Basic Principles Of Radiosurgery
Radiosurgery can be performed using various devices, including the multicobalt unit known commercially as the Gamma Knife (GK), particle beam devices, or modified linear accelerators. With technologic advances in software and hardware, a clear superiority of one technology over another has disappeared and mature clinical results demonstrate no outcome differences based on technology.3 A comparison of some of the features of the Gamma Knife and linear accelerator techniques is presented in Table 17-1. Because the linear accelerator-based units can also treat non-radiosurgery patients during “downtimes,” cost and volume considerations are key features that determine equipment selection.3
Gamma Knife | Linac Radiosurgery | |
---|---|---|
Clinical experience | Over three decades | Over two decades |
Accuracy | Submillimeter | Submillimeter |
QA | Fewer QA checks | More QA checks |
Machine use | Dedicated machine | Usually not a dedicated machine |
Functional disorders | Longer experience | Shorter experience |
Can be used for extracranial radiosurgery | No | Yes |
Price | High; must replace source every 5-7 years | Less expensive; no source replacement |
Tumor location | Difficult to radiate peripheral lesions | Can treat peripheral lesions |
Fractionated treatments | Not practical | Can treat with fractionated regimens |
Treatment time | About equal | About equal |
QA, quality assurance.
Radiosurgical and neurosurgical approaches are often complementary, but there are key differences. Radiosurgery does not require a craniotomy or general anesthesia and is performed on an outpatient basis. In a cost-effectiveness/cost-utility analysis by Mehta and colleagues4 in the 1990s, the authors showed that the average cost per week of survival for a single brain metastasis was $310 for radiotherapy, $524 for resection plus irradiation, and only $270 for radiosurgery plus whole-brain irradiation. With the advent of shorter hospital stays following neurosurgical procedures, these numbers have probably changed somewhat. Other advantages include lower postoperative risks for bleeding or infection and rapid recovery times. Patients who are working before treatment often can return to work within 1 or 2 days. More importantly, neurosurgically inaccessible lesions and patients deemed unfit for surgery or anesthesia can often be treated with radiosurgery.

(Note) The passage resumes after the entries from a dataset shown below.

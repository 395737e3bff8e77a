//! End-to-end tests for the search engine over in-memory corpora.

mod cache_tests;
mod corpus_tests;
mod degradation_tests;
mod eval_tests;
mod ranking_tests;
mod request_validation_tests;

The clinical applications of radiosurgery have grown substantially over the past decade. There are multiple disease processes where the use of stereotactic radiosurgery has a well-established and defined role. Current indications, discussed later in greater detail, include arteriovenous malformations, benign brain tumors, malignant brain tumors, and functional disorders (Table 17-2). With improved ability to localize targets throughout the body, the principles of radiosurgery have expanded to include extracranial applications, with emerging roles in the management of lung, hepatic, and spinal tumors, among others. Some concepts of the radiosurgery paradigm have been incorporated into a strategy employing fractionated treatments; this approach, referred to as fractionated stereotactic radiotherapy (FSRT), is applied to both intracranial and extracranial lesions.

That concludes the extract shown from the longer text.